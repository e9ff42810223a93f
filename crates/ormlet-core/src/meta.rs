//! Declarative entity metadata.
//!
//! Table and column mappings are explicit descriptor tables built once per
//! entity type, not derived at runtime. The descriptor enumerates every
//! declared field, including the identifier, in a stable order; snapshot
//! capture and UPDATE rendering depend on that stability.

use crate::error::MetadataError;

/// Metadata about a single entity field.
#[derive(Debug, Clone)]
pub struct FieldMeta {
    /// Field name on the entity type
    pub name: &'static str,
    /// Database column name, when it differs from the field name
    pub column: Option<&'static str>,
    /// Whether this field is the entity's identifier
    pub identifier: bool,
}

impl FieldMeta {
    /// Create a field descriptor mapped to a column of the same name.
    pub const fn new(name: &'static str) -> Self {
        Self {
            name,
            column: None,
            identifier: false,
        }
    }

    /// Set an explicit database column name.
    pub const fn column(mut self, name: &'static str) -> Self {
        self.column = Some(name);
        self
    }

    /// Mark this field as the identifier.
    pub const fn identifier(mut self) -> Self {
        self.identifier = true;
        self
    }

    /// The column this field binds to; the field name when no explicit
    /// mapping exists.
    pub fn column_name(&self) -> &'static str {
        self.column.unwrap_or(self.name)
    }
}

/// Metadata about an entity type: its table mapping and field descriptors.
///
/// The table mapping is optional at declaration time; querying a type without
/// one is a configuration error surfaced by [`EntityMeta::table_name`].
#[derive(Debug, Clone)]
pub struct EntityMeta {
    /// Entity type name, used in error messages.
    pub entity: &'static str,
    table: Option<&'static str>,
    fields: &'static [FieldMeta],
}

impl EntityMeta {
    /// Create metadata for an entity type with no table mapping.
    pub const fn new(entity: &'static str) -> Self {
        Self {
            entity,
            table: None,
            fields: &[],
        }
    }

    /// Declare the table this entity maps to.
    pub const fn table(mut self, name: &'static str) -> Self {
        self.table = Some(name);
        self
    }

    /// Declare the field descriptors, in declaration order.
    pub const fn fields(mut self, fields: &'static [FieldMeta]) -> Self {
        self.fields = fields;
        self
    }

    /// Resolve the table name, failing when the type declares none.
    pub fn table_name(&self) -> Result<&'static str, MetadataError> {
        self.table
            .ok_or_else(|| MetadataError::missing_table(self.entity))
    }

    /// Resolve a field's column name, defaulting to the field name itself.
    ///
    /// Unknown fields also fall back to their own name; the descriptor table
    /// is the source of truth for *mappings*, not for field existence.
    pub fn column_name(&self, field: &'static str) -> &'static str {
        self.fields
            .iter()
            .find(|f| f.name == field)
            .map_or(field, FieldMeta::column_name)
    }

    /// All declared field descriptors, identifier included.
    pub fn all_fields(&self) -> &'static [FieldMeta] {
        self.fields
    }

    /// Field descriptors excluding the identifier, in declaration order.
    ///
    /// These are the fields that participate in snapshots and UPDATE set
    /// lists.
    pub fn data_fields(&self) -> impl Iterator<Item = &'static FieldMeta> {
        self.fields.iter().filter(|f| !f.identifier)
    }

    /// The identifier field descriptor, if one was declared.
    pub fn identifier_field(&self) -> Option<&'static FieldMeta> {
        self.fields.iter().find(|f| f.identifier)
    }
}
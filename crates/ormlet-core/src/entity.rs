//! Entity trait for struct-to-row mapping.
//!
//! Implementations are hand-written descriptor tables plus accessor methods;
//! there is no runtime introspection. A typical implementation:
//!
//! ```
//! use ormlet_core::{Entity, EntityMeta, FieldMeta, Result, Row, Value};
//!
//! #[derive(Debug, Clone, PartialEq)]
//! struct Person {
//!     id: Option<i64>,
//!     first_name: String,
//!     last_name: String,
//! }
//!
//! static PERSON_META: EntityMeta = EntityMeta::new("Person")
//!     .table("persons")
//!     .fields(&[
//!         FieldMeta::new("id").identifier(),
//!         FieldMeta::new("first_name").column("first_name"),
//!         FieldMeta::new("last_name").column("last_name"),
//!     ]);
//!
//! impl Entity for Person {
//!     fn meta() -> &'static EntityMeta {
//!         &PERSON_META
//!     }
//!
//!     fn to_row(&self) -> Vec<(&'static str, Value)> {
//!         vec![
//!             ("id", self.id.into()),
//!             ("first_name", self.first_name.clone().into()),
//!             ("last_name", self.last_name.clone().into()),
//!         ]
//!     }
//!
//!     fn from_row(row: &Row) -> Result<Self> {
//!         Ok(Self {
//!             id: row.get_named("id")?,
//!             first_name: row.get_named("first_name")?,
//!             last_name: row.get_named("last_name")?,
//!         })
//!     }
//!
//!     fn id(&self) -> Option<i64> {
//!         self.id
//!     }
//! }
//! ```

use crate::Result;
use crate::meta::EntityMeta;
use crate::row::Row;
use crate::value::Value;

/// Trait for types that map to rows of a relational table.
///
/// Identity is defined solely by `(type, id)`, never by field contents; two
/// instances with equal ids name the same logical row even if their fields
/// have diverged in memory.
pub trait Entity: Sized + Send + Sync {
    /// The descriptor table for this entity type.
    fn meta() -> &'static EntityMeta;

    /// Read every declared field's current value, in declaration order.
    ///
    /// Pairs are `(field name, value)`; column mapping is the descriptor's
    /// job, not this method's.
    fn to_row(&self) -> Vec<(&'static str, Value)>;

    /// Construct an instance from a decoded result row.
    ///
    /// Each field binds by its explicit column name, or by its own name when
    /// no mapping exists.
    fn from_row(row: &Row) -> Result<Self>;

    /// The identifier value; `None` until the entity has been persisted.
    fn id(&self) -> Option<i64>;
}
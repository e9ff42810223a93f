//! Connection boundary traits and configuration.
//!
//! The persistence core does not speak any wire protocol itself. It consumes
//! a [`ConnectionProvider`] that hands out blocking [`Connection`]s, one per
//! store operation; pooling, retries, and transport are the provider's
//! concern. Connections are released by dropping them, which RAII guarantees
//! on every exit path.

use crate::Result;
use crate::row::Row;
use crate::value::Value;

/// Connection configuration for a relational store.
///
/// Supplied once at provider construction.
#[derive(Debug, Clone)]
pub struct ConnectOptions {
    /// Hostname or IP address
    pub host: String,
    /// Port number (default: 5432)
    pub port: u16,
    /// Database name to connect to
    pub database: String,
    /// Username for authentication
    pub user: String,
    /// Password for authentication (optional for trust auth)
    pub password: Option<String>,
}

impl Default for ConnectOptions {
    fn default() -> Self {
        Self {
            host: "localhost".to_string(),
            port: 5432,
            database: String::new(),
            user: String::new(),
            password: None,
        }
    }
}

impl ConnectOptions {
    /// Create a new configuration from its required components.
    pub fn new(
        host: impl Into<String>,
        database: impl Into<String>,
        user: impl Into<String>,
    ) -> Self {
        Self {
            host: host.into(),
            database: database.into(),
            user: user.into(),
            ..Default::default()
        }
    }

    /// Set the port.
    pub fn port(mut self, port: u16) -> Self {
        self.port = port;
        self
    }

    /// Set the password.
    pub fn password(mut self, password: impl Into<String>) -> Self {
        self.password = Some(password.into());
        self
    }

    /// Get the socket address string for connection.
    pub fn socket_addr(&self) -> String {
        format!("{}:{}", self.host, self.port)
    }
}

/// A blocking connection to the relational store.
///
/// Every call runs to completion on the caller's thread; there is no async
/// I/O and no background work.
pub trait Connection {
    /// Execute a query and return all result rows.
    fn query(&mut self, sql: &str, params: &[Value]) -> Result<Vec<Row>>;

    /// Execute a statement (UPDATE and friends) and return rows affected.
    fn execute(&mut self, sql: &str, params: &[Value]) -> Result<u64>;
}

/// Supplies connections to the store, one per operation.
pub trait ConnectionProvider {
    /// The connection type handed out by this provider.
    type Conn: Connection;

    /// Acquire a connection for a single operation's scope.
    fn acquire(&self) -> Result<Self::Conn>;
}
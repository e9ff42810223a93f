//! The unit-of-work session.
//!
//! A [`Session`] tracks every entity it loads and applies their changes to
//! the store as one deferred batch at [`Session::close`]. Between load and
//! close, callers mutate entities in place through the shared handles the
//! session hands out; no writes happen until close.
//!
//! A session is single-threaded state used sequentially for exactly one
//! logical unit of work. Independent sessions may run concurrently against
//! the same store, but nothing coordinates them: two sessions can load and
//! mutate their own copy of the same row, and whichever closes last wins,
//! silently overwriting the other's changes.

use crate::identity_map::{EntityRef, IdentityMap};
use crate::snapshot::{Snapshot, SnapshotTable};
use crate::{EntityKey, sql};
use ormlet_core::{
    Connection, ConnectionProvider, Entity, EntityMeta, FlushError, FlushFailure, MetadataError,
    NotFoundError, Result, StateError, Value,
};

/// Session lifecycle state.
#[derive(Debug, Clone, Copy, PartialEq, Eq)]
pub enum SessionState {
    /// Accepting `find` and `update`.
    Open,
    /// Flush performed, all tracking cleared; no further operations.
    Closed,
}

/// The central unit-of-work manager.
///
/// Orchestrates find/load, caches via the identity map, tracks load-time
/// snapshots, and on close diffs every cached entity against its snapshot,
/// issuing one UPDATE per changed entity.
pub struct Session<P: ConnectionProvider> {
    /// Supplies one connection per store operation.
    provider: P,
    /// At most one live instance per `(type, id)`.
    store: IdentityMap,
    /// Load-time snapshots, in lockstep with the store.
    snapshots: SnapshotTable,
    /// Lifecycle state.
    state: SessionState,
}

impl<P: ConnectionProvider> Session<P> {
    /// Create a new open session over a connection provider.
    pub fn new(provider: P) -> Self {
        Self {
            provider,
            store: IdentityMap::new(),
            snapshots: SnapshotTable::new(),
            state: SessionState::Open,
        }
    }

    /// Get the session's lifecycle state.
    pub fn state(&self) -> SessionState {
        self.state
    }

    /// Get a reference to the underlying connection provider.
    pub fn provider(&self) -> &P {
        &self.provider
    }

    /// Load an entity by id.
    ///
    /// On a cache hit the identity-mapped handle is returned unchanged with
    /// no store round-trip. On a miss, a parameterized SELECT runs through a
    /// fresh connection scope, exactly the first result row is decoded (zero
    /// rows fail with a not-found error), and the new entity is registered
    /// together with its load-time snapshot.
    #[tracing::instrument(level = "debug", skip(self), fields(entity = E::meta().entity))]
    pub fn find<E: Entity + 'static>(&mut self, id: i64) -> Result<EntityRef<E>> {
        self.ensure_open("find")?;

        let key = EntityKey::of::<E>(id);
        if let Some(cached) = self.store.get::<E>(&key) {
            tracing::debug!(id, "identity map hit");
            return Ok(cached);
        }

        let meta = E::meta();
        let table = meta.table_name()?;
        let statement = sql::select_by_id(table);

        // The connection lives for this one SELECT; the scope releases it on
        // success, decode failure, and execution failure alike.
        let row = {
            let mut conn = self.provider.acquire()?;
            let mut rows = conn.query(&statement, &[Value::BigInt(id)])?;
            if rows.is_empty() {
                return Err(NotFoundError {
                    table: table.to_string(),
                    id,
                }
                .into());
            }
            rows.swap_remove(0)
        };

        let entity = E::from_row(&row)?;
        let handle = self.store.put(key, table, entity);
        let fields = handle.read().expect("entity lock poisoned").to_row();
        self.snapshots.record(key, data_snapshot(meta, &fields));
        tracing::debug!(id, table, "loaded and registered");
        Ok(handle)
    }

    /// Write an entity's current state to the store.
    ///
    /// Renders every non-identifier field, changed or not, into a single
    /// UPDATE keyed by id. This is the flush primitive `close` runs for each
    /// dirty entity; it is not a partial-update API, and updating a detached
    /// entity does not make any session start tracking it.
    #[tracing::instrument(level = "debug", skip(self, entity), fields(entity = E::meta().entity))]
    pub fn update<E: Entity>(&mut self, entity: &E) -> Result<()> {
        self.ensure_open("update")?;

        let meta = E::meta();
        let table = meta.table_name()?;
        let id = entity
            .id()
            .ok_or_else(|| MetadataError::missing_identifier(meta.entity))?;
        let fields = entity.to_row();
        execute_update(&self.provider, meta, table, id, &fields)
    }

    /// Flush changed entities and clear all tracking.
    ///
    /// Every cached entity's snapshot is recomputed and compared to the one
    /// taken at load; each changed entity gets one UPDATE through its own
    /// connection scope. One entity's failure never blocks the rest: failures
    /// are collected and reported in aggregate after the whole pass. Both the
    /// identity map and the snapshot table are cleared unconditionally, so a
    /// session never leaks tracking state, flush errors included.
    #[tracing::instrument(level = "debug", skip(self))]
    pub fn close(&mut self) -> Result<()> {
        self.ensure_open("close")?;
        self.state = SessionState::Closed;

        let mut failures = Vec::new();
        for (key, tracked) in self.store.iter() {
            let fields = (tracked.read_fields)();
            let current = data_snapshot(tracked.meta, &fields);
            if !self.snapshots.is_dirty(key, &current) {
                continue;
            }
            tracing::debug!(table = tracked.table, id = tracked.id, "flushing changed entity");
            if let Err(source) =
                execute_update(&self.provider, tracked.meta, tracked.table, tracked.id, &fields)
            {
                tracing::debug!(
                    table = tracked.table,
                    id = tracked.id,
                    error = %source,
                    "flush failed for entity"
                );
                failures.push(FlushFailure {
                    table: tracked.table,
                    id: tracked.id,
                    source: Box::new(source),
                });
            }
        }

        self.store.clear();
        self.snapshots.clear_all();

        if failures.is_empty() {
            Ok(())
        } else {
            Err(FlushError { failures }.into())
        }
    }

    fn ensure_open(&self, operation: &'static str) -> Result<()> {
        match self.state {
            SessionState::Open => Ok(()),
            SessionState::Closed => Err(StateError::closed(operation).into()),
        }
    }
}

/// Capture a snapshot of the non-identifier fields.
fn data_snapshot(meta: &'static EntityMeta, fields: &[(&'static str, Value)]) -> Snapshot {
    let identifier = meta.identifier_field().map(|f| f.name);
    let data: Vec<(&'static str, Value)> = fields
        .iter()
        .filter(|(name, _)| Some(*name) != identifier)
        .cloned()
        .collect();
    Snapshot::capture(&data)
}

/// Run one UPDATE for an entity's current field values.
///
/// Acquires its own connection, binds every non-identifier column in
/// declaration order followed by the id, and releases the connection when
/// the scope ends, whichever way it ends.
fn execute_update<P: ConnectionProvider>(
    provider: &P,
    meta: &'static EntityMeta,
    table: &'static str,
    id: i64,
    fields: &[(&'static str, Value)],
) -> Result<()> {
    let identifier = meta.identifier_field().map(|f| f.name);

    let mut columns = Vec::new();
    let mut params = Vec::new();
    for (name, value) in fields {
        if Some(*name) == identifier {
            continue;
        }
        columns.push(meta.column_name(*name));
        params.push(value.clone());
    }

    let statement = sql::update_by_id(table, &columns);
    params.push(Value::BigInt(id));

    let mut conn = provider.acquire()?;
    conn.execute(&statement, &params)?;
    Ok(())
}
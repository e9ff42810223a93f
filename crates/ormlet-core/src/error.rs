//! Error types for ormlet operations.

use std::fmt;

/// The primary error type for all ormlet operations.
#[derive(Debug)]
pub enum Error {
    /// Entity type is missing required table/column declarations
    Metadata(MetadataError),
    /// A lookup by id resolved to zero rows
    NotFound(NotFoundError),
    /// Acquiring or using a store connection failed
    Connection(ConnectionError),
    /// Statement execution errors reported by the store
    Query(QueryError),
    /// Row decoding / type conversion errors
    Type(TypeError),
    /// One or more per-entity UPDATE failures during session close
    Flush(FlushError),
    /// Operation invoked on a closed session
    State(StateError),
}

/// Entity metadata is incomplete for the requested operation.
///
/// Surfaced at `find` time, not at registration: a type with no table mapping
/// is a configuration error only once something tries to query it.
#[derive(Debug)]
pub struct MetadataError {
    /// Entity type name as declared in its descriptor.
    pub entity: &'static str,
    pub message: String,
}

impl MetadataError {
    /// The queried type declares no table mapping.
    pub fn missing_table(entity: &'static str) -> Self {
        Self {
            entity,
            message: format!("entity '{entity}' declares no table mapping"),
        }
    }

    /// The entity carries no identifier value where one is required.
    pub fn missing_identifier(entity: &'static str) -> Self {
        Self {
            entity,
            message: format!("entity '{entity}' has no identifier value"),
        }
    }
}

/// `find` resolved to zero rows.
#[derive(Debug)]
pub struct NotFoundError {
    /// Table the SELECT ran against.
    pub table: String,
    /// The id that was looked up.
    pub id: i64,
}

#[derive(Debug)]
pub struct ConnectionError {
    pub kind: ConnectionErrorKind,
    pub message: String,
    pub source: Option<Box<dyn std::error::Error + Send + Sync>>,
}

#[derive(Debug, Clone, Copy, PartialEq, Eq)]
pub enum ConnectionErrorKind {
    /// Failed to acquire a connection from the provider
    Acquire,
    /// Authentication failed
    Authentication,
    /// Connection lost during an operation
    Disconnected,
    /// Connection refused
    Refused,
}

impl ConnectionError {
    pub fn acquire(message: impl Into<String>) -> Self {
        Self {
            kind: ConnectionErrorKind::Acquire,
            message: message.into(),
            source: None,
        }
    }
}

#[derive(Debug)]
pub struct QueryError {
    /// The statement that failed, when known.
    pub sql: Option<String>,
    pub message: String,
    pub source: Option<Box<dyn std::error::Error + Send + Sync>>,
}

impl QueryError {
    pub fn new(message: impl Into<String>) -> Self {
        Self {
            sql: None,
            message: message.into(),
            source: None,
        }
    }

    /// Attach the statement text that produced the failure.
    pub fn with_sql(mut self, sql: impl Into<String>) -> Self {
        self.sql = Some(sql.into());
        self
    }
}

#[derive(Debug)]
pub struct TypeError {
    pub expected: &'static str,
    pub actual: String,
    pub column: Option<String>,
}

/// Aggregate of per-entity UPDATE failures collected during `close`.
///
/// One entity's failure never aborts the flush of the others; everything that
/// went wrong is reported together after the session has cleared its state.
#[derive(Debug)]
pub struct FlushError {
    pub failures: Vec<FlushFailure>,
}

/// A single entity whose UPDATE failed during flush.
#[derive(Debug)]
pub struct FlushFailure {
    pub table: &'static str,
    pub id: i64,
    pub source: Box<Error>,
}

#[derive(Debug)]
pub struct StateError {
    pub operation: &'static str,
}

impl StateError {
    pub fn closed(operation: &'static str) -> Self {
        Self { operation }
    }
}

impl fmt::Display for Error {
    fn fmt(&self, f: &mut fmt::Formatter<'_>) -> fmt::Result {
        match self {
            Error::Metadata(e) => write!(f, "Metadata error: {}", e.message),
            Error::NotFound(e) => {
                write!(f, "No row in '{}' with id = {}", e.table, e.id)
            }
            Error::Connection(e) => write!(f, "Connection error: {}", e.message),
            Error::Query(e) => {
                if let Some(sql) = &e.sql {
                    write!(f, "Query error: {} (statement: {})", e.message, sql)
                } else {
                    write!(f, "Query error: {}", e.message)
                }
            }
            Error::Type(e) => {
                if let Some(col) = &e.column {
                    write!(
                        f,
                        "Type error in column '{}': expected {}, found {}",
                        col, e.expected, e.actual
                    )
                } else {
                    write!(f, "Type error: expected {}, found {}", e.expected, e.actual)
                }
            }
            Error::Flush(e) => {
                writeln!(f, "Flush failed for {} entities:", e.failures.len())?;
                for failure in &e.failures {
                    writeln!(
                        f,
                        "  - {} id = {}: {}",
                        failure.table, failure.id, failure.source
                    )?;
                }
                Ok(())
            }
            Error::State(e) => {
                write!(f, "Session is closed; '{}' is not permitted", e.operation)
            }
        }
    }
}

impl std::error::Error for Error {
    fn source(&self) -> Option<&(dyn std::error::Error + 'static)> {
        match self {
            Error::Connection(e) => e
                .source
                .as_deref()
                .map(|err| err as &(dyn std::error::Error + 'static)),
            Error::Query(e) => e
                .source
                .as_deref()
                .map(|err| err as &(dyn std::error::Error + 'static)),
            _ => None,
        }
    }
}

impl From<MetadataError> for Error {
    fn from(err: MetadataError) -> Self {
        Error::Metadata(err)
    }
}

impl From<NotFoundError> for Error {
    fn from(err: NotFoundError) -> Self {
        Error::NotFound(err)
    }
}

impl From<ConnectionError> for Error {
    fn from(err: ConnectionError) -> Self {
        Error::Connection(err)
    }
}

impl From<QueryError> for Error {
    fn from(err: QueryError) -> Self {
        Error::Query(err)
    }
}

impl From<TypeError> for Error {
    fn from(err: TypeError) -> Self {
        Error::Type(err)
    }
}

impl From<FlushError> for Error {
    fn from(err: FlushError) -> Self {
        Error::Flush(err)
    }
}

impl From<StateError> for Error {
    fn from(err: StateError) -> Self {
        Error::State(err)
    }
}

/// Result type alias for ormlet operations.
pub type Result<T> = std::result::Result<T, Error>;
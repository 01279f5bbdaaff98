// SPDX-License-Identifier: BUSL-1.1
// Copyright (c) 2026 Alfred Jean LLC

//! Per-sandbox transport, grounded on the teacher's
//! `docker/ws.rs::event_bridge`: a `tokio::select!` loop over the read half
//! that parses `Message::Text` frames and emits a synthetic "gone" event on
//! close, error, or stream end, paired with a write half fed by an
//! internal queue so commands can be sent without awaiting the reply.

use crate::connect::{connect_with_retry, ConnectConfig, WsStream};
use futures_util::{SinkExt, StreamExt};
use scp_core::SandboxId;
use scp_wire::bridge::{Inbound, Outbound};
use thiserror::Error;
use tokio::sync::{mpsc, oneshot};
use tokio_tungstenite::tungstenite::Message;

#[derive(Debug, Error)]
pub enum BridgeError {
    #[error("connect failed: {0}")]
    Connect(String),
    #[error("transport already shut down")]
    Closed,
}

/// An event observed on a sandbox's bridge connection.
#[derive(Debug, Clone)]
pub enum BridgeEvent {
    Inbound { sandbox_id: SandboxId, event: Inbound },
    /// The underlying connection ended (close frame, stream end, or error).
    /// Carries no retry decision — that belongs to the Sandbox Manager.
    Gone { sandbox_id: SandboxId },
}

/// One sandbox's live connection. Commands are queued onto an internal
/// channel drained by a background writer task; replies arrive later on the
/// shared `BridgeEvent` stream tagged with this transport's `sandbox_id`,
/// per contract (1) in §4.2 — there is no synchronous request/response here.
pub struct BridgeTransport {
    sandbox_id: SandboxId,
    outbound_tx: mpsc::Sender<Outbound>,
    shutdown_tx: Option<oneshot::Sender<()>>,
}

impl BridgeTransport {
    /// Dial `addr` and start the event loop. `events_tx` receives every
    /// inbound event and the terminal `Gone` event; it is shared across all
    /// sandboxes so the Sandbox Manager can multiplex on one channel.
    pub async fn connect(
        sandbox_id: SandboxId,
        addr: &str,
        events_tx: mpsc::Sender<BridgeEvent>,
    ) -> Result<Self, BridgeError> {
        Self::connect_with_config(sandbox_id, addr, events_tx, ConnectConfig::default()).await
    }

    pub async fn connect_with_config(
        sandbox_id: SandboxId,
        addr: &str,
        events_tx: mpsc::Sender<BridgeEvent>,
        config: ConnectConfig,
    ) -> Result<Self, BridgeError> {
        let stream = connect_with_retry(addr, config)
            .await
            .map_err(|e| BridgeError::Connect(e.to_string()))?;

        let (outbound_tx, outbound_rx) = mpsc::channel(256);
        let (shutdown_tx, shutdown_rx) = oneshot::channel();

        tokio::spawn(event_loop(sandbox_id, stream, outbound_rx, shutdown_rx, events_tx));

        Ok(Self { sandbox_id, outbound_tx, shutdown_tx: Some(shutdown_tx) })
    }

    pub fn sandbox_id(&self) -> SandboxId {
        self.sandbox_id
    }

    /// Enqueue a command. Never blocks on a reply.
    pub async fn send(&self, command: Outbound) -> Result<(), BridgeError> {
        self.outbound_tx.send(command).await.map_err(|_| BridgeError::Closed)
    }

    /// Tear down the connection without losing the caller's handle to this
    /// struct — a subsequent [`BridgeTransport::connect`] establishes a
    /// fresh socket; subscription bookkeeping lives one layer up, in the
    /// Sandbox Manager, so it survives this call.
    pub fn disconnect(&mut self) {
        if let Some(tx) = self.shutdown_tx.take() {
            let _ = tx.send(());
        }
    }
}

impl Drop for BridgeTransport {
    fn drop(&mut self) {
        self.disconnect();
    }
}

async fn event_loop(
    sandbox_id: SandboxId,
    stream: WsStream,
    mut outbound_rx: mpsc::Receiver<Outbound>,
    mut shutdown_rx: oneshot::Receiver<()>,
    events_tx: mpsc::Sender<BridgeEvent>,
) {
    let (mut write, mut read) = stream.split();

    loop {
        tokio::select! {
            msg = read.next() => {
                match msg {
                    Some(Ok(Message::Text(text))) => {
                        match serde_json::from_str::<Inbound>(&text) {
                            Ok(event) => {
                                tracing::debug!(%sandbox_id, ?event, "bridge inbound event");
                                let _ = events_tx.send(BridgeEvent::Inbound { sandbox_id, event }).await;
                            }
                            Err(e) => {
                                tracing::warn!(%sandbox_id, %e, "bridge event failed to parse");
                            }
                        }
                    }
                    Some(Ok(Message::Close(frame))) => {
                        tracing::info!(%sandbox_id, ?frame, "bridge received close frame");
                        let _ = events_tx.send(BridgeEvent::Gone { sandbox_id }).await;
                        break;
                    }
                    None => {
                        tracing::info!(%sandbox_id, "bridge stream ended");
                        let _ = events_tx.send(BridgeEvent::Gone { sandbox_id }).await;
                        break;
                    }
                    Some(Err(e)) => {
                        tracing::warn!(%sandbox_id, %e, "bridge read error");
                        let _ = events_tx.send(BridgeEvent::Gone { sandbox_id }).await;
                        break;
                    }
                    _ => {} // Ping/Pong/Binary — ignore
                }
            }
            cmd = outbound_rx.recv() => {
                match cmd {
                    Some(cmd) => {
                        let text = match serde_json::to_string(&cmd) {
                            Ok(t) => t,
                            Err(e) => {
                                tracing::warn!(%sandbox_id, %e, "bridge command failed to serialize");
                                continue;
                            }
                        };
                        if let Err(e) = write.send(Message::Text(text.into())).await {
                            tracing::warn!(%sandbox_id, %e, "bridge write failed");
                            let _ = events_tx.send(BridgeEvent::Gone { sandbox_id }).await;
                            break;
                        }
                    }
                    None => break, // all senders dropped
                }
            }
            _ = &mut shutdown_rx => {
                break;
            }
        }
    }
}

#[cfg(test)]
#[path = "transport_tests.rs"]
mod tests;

---*---

▸ **Exercise directions**:
Which of the lines above include the word "descriptors"? List those lines.

▸ **Answer for the task**:
/// Metadata about an entity type: its table mapping and field descriptors.
    /// Declare the field descriptors, in declaration order.
    /// All declared field descriptors, identifier included.
    /// Field descriptors excluding the identifier, in declaration order.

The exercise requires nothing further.